Problem statement
Transcribe every record verbatim.

•••••

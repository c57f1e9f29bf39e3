//! Shared test helpers.

use std::sync::Arc;
use std::sync::atomic::{AtomicUsize, Ordering};

use tracing::subscriber::DefaultGuard;
use tracing::{Event, Level, Subscriber};
use tracing_subscriber::layer::{Context, Layer, SubscriberExt};

/// Counts error-level events seen by the thread's default subscriber
#[derive(Clone, Default)]
pub struct ErrorCounter(Arc<AtomicUsize>);

impl ErrorCounter {
    pub fn count(&self) -> usize {
        self.0.load(Ordering::SeqCst)
    }
}

impl<S: Subscriber> Layer<S> for ErrorCounter {
    fn on_event(&self, event: &Event<'_>, _ctx: Context<'_, S>) {
        if *event.metadata().level() == Level::ERROR {
            self.0.fetch_add(1, Ordering::SeqCst);
        }
    }
}

/// Install an error counter as the current thread's subscriber
pub fn capture_errors() -> (ErrorCounter, DefaultGuard) {
    let counter = ErrorCounter::default();
    let subscriber = tracing_subscriber::registry().with(counter.clone());
    let guard = tracing::subscriber::set_default(subscriber);
    (counter, guard)
}
use stagehand_codec::TransformEngine;
use stagehand_core::prelude::{PortBufferPool, PortIndex};
use tracing::{debug, warn};

use crate::{
    error::StageError,
    lifecycle::LifecycleOp,
    processor::{CycleReport, StageProcessor},
};

/// Minimal scheduler: runs the lifecycle hooks in order and forwards
/// buffer-ready notifications.
///
/// # Example
/// ```rust
/// use stagehand::prelude::*;
///
/// # fn main() -> Result<(), Box<dyn std::error::Error>> {
/// let (pool, stage) = ComponentDescriptor::webp_encoder()
///     .with_resolution(Resolution::new(2, 2).unwrap())
///     .build("passthrough", Passthrough)?;
/// let mut session = StageSession::start(stage)?;
///
/// let mut raw = pool.take_spare(PortIndex::INPUT).unwrap();
/// raw.fill(&[0; 6]);
/// raw.flags |= BufferFlags::EOS;
/// pool.deliver(raw)?;
/// pool.deliver(pool.take_spare(PortIndex::OUTPUT).unwrap())?;
///
/// assert!(session.notify()?.eos_propagated);
/// let stage = session.shutdown()?;
/// assert_eq!(stage.state(), StageState::Loaded);
/// # Ok(())
/// # }
/// ```
pub struct StageSession<P: PortBufferPool, E: TransformEngine> {
    processor: StageProcessor<P, E>,
}

impl<P: PortBufferPool, E: TransformEngine> StageSession<P, E> {
    /// Allocate, prepare and start both ports.
    ///
    /// On failure the stage is torn down again; buffers are never left claimed.
    pub fn start(mut processor: StageProcessor<P, E>) -> Result<Self, StageError> {
        if let Err(err) = Self::bring_up(&mut processor) {
            warn!(stage = processor.name(), error = %err, "stage failed to start");
            Self::tear_down(&mut processor);
            return Err(err);
        }
        debug!(stage = processor.name(), "session started");
        Ok(Self { processor })
    }

    /// Best-effort unwind after a failed start. The start error is what the
    /// caller sees; teardown faults are only logged.
    fn tear_down(processor: &mut StageProcessor<P, E>) {
        if processor.state().after(LifecycleOp::Stop).is_some()
            && let Err(err) = processor.stop_and_return()
        {
            warn!(stage = processor.name(), error = %err, "stop failed during teardown");
        }
        if let Err(err) = processor.deallocate_resources() {
            warn!(stage = processor.name(), error = %err, "deallocate failed during teardown");
        }
    }

    fn bring_up(processor: &mut StageProcessor<P, E>) -> Result<(), StageError> {
        for port in [PortIndex::INPUT, PortIndex::OUTPUT] {
            processor.allocate_resources(port)?;
        }
        for port in [PortIndex::INPUT, PortIndex::OUTPUT] {
            processor.prepare_to_transfer(port)?;
        }
        for port in [PortIndex::INPUT, PortIndex::OUTPUT] {
            processor.transfer_and_process(port)?;
        }
        Ok(())
    }

    /// Forward a "buffers ready" event.
    pub fn notify(&mut self) -> Result<CycleReport, StageError> {
        self.processor.on_buffers_ready()
    }

    /// Stop, prepare and start again, dropping any half-finished stream.
    pub fn restart(&mut self) -> Result<(), StageError> {
        self.processor.stop_and_return()?;
        for port in [PortIndex::INPUT, PortIndex::OUTPUT] {
            self.processor.prepare_to_transfer(port)?;
        }
        for port in [PortIndex::INPUT, PortIndex::OUTPUT] {
            self.processor.transfer_and_process(port)?;
        }
        debug!(stage = self.processor.name(), "session restarted");
        Ok(())
    }

    pub fn processor(&self) -> &StageProcessor<P, E> {
        &self.processor
    }

    pub fn processor_mut(&mut self) -> &mut StageProcessor<P, E> {
        &mut self.processor
    }

    /// Return all buffers, release codec resources and hand the stage back.
    pub fn shutdown(mut self) -> Result<StageProcessor<P, E>, StageError> {
        self.processor.stop_and_return()?;
        self.processor.deallocate_resources()?;
        debug!(stage = self.processor.name(), "session shut down");
        Ok(self.processor)
    }
}

#[cfg(test)]
mod tests {
    use super::*;
    use crate::{component::ComponentDescriptor, lifecycle::StageState, processor::StopReason};
    use stagehand_codec::prelude::*;

    struct Unavailable;

    impl FrameBackend for Unavailable {
        fn open(&mut self) -> Result<(), CodecError> {
            Err(CodecError::ResourceUnavailable("encoder busy".into()))
        }

        fn process(&mut self, _frame: &[u8], _out: &mut Vec<u8>) -> Result<(), CodecError> {
            Ok(())
        }
    }

    #[test]
    fn start_failure_tears_down() {
        let (_pool, stage) = ComponentDescriptor::vp8_encoder()
            .build("busy", Unavailable)
            .unwrap();
        let err = StageSession::start(stage).err().unwrap();
        assert_eq!(err.code(), "resource_allocation");
    }

    #[test]
    fn teardown_unwinds_from_any_started_state() {
        let (_pool, mut stage) = ComponentDescriptor::webp_encoder()
            .build("half", Passthrough)
            .unwrap();
        stage.allocate_resources(PortIndex::INPUT).unwrap();
        StageSession::tear_down(&mut stage);
        assert_eq!(stage.state(), StageState::Loaded);

        let (pool, stage) = ComponentDescriptor::webp_decoder()
            .build("full", Passthrough)
            .unwrap();
        let mut session = StageSession::start(stage).unwrap();
        let mut raw = pool.take_spare(PortIndex::INPUT).unwrap();
        raw.fill(b"RIFF");
        pool.deliver(raw).unwrap();
        pool.deliver(pool.take_spare(PortIndex::OUTPUT).unwrap()).unwrap();
        session.notify().unwrap();
        assert!(session.processor().held_output().is_some());

        let mut stage = session.processor;
        StageSession::tear_down(&mut stage);
        assert_eq!(stage.state(), StageState::Loaded);
        assert_eq!(pool.claimed_len(PortIndex::INPUT), 0);
        assert_eq!(pool.claimed_len(PortIndex::OUTPUT), 0);
    }

    #[test]
    fn restart_discards_partial_stream() {
        let (pool, stage) = ComponentDescriptor::webp_decoder()
            .build("passthrough", Passthrough)
            .unwrap();
        let mut session = StageSession::start(stage).unwrap();

        let mut head = pool.take_spare(PortIndex::INPUT).unwrap();
        head.fill(b"RIFF");
        pool.deliver(head).unwrap();
        pool.deliver(pool.take_spare(PortIndex::OUTPUT).unwrap()).unwrap();
        let report = session.notify().unwrap();
        assert_eq!(report.stop, StopReason::InputStarved);
        assert_eq!(report.inputs_released, 1);
        assert!(session.processor().held_output().is_some());

        session.restart().unwrap();
        assert_eq!(session.processor().state(), StageState::Executing);
        assert_eq!(pool.claimed_len(PortIndex::OUTPUT), 0);
        let returned = pool.collect(PortIndex::OUTPUT).into_option().unwrap();
        assert_eq!(returned.filled_len, 0);

        let stage = session.shutdown().unwrap();
        assert_eq!(stage.state(), StageState::Loaded);
    }
}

•••••

Answer section
repository c57f1e9f29bf39e3
//! Shared test helpers.

use std::sync::Arc;
use std::sync::atomic::{AtomicUsize, Ordering};

use tracing::subscriber::DefaultGuard;
use tracing::{Event, Level, Subscriber};
use tracing_subscriber::layer::{Context, Layer, SubscriberExt};

/// Counts error-level events seen by the thread's default subscriber
#[derive(Clone, Default)]
pub struct ErrorCounter(Arc<AtomicUsize>);

impl ErrorCounter {
    pub fn count(&self) -> usize {
        self.0.load(Ordering::SeqCst)
    }
}

impl<S: Subscriber> Layer<S> for ErrorCounter {
    fn on_event(&self, event: &Event<'_>, _ctx: Context<'_, S>) {
        if *event.metadata().level() == Level::ERROR {
            self.0.fetch_add(1, Ordering::SeqCst);
        }
    }
}

/// Install an error counter as the current thread's subscriber
pub fn capture_errors() -> (ErrorCounter, DefaultGuard) {
    let counter = ErrorCounter::default();
    let subscriber = tracing_subscriber::registry().with(counter.clone());
    let guard = tracing::subscriber::set_default(subscriber);
    (counter, guard)
}
use stagehand_codec::TransformEngine;
use stagehand_core::prelude::{PortBufferPool, PortIndex};
use tracing::{debug, warn};

use crate::{
    error::StageError,
    lifecycle::LifecycleOp,
    processor::{CycleReport, StageProcessor},
};

/// Minimal scheduler: runs the lifecycle hooks in order and forwards
/// buffer-ready notifications.
///
/// # Example
/// ```rust
/// use stagehand::prelude::*;
///
/// # fn main() -> Result<(), Box<dyn std::error::Error>> {
/// let (pool, stage) = ComponentDescriptor::webp_encoder()
///     .with_resolution(Resolution::new(2, 2).unwrap())
///     .build("passthrough", Passthrough)?;
/// let mut session = StageSession::start(stage)?;
///
/// let mut raw = pool.take_spare(PortIndex::INPUT).unwrap();
/// raw.fill(&[0; 6]);
/// raw.flags |= BufferFlags::EOS;
/// pool.deliver(raw)?;
/// pool.deliver(pool.take_spare(PortIndex::OUTPUT).unwrap())?;
///
/// assert!(session.notify()?.eos_propagated);
/// let stage = session.shutdown()?;
/// assert_eq!(stage.state(), StageState::Loaded);
/// # Ok(())
/// # }
/// ```
pub struct StageSession<P: PortBufferPool, E: TransformEngine> {
    processor: StageProcessor<P, E>,
}

impl<P: PortBufferPool, E: TransformEngine> StageSession<P, E> {
    /// Allocate, prepare and start both ports.
    ///
    /// On failure the stage is torn down again; buffers are never left claimed.
    pub fn start(mut processor: StageProcessor<P, E>) -> Result<Self, StageError> {
        if let Err(err) = Self::bring_up(&mut processor) {
            warn!(stage = processor.name(), error = %err, "stage failed to start");
            Self::tear_down(&mut processor);
            return Err(err);
        }
        debug!(stage = processor.name(), "session started");
        Ok(Self { processor })
    }

    /// Best-effort unwind after a failed start. The start error is what the
    /// caller sees; teardown faults are only logged.
    fn tear_down(processor: &mut StageProcessor<P, E>) {
        if processor.state().after(LifecycleOp::Stop).is_some()
            && let Err(err) = processor.stop_and_return()
        {
            warn!(stage = processor.name(), error = %err, "stop failed during teardown");
        }
        if let Err(err) = processor.deallocate_resources() {
            warn!(stage = processor.name(), error = %err, "deallocate failed during teardown");
        }
    }

    fn bring_up(processor: &mut StageProcessor<P, E>) -> Result<(), StageError> {
        for port in [PortIndex::INPUT, PortIndex::OUTPUT] {
            processor.allocate_resources(port)?;
        }
        for port in [PortIndex::INPUT, PortIndex::OUTPUT] {
            processor.prepare_to_transfer(port)?;
        }
        for port in [PortIndex::INPUT, PortIndex::OUTPUT] {
            processor.transfer_and_process(port)?;
        }
        Ok(())
    }

    /// Forward a "buffers ready" event.
    pub fn notify(&mut self) -> Result<CycleReport, StageError> {
        self.processor.on_buffers_ready()
    }

    /// Stop, prepare and start again, dropping any half-finished stream.
    pub fn restart(&mut self) -> Result<(), StageError> {
        self.processor.stop_and_return()?;
        for port in [PortIndex::INPUT, PortIndex::OUTPUT] {
            self.processor.prepare_to_transfer(port)?;
        }
        for port in [PortIndex::INPUT, PortIndex::OUTPUT] {
            self.processor.transfer_and_process(port)?;
        }
        debug!(stage = self.processor.name(), "session restarted");
        Ok(())
    }

    pub fn processor(&self) -> &StageProcessor<P, E> {
        &self.processor
    }

    pub fn processor_mut(&mut self) -> &mut StageProcessor<P, E> {
        &mut self.processor
    }

    /// Return all buffers, release codec resources and hand the stage back.
    pub fn shutdown(mut self) -> Result<StageProcessor<P, E>, StageError> {
        self.processor.stop_and_return()?;
        self.processor.deallocate_resources()?;
        debug!(stage = self.processor.name(), "session shut down");
        Ok(self.processor)
    }
}

#[cfg(test)]
mod tests {
    use super::*;
    use crate::{component::ComponentDescriptor, lifecycle::StageState, processor::StopReason};
    use stagehand_codec::prelude::*;

    struct Unavailable;

    impl FrameBackend for Unavailable {
        fn open(&mut self) -> Result<(), CodecError> {
            Err(CodecError::ResourceUnavailable("encoder busy".into()))
        }

        fn process(&mut self, _frame: &[u8], _out: &mut Vec<u8>) -> Result<(), CodecError> {
            Ok(())
        }
    }

    #[test]
    fn start_failure_tears_down() {
        let (_pool, stage) = ComponentDescriptor::vp8_encoder()
            .build("busy", Unavailable)
            .unwrap();
        let err = StageSession::start(stage).err().unwrap();
        assert_eq!(err.code(), "resource_allocation");
    }

    #[test]
    fn teardown_unwinds_from_any_started_state() {
        let (_pool, mut stage) = ComponentDescriptor::webp_encoder()
            .build("half", Passthrough)
            .unwrap();
        stage.allocate_resources(PortIndex::INPUT).unwrap();
        StageSession::tear_down(&mut stage);
        assert_eq!(stage.state(), StageState::Loaded);

        let (pool, stage) = ComponentDescriptor::webp_decoder()
            .build("full", Passthrough)
            .unwrap();
        let mut session = StageSession::start(stage).unwrap();
        let mut raw = pool.take_spare(PortIndex::INPUT).unwrap();
        raw.fill(b"RIFF");
        pool.deliver(raw).unwrap();
        pool.deliver(pool.take_spare(PortIndex::OUTPUT).unwrap()).unwrap();
        session.notify().unwrap();
        assert!(session.processor().held_output().is_some());

        let mut stage = session.processor;
        StageSession::tear_down(&mut stage);
        assert_eq!(stage.state(), StageState::Loaded);
        assert_eq!(pool.claimed_len(PortIndex::INPUT), 0);
        assert_eq!(pool.claimed_len(PortIndex::OUTPUT), 0);
    }

    #[test]
    fn restart_discards_partial_stream() {
        let (pool, stage) = ComponentDescriptor::webp_decoder()
            .build("passthrough", Passthrough)
            .unwrap();
        let mut session = StageSession::start(stage).unwrap();

        let mut head = pool.take_spare(PortIndex::INPUT).unwrap();
        head.fill(b"RIFF");
        pool.deliver(head).unwrap();
        pool.deliver(pool.take_spare(PortIndex::OUTPUT).unwrap()).unwrap();
        let report = session.notify().unwrap();
        assert_eq!(report.stop, StopReason::InputStarved);
        assert_eq!(report.inputs_released, 1);
        assert!(session.processor().held_output().is_some());

        session.restart().unwrap();
        assert_eq!(session.processor().state(), StageState::Executing);
        assert_eq!(pool.claimed_len(PortIndex::OUTPUT), 0);
        let returned = pool.collect(PortIndex::OUTPUT).into_option().unwrap();
        assert_eq!(returned.filled_len, 0);

        let stage = session.shutdown().unwrap();
        assert_eq!(stage.state(), StageState::Loaded);
    }
}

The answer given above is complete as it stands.